» **INSTRUCTIONS FOR THE TASK**: Using the records below, filter out every line that lacks "error" and copy the rest.

Start of EXTRACTED INFORMATION

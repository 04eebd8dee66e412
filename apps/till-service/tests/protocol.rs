//! End-to-end session over the JSON-lines protocol against a file-backed
//! database, including a restart.

use serde_json::{json, Value};
use till_service::{serve, AppState, ServiceConfig};

fn config(dir: &tempfile::TempDir) -> ServiceConfig {
    ServiceConfig {
        database_path: dir.path().join("data").join("till.db"),
        max_connections: 2,
        storage_timeout_ms: 2_000,
    }
}

async fn run(state: &AppState, requests: &[Value]) -> Vec<Value> {
    let input: String = requests.iter().map(|r| format!("{}\n", r)).collect();
    let mut output = Vec::new();
    serve(state, input.as_bytes(), &mut output).await.unwrap();

    String::from_utf8(output)
        .unwrap()
        .lines()
        .map(|line| serde_json::from_str(line).unwrap())
        .collect()
}

#[tokio::test]
async fn session_survives_restart_with_identical_receipt() {
    let dir = tempfile::tempdir().unwrap();
    let config = config(&dir);

    let state = AppState::open(&config).await.unwrap();
    let first = run(
        &state,
        &[
            json!({"id": 1, "command": "create_product",
                   "args": {"name": "Coffee", "price": "100.00", "cgstRate": "5%", "sgstRate": "5%"}}),
            json!({"id": 2, "command": "record_sale", "args": {"productId": 1, "quantity": 3}}),
            json!({"id": 3, "command": "get_receipt", "args": {"id": 1}}),
            json!({"id": 4, "command": "update_product",
                   "args": {"id": 1, "name": "Coffee", "price": "150.00", "cgstRate": "9", "sgstRate": "9"}}),
            json!({"id": 5, "command": "delete_product", "args": {"id": 1}}),
        ],
    )
    .await;

    assert!(first[..4].iter().all(|r| r["ok"] == true));
    assert_eq!(first[1]["data"]["lineTotal"], "330.00");
    assert_eq!(first[4]["error"]["code"], "REFERENCED_BY_HISTORY");
    assert_eq!(first[4]["error"]["status"], 409);
    let receipt_before = first[2]["data"]["text"].clone();
    state.db.close().await;

    let state = AppState::open(&config).await.unwrap();
    let second = run(
        &state,
        &[
            json!({"id": 6, "command": "get_receipt", "args": {"id": 1}}),
            json!({"id": 7, "command": "sales_summary"}),
            json!({"id": 8, "command": "health"}),
        ],
    )
    .await;

    assert_eq!(second[0]["data"]["text"], receipt_before);
    assert_eq!(second[1]["data"]["total"], "330.00");
    assert_eq!(second[2]["data"]["status"], "ok");
    state.db.close().await;
}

End of EXTRACTED INFORMATION

» **WORKED SOLUTION**:
    assert_eq!(first[4]["error"]["code"], "REFERENCED_BY_HISTORY");
    assert_eq!(first[4]["error"]["status"], 409);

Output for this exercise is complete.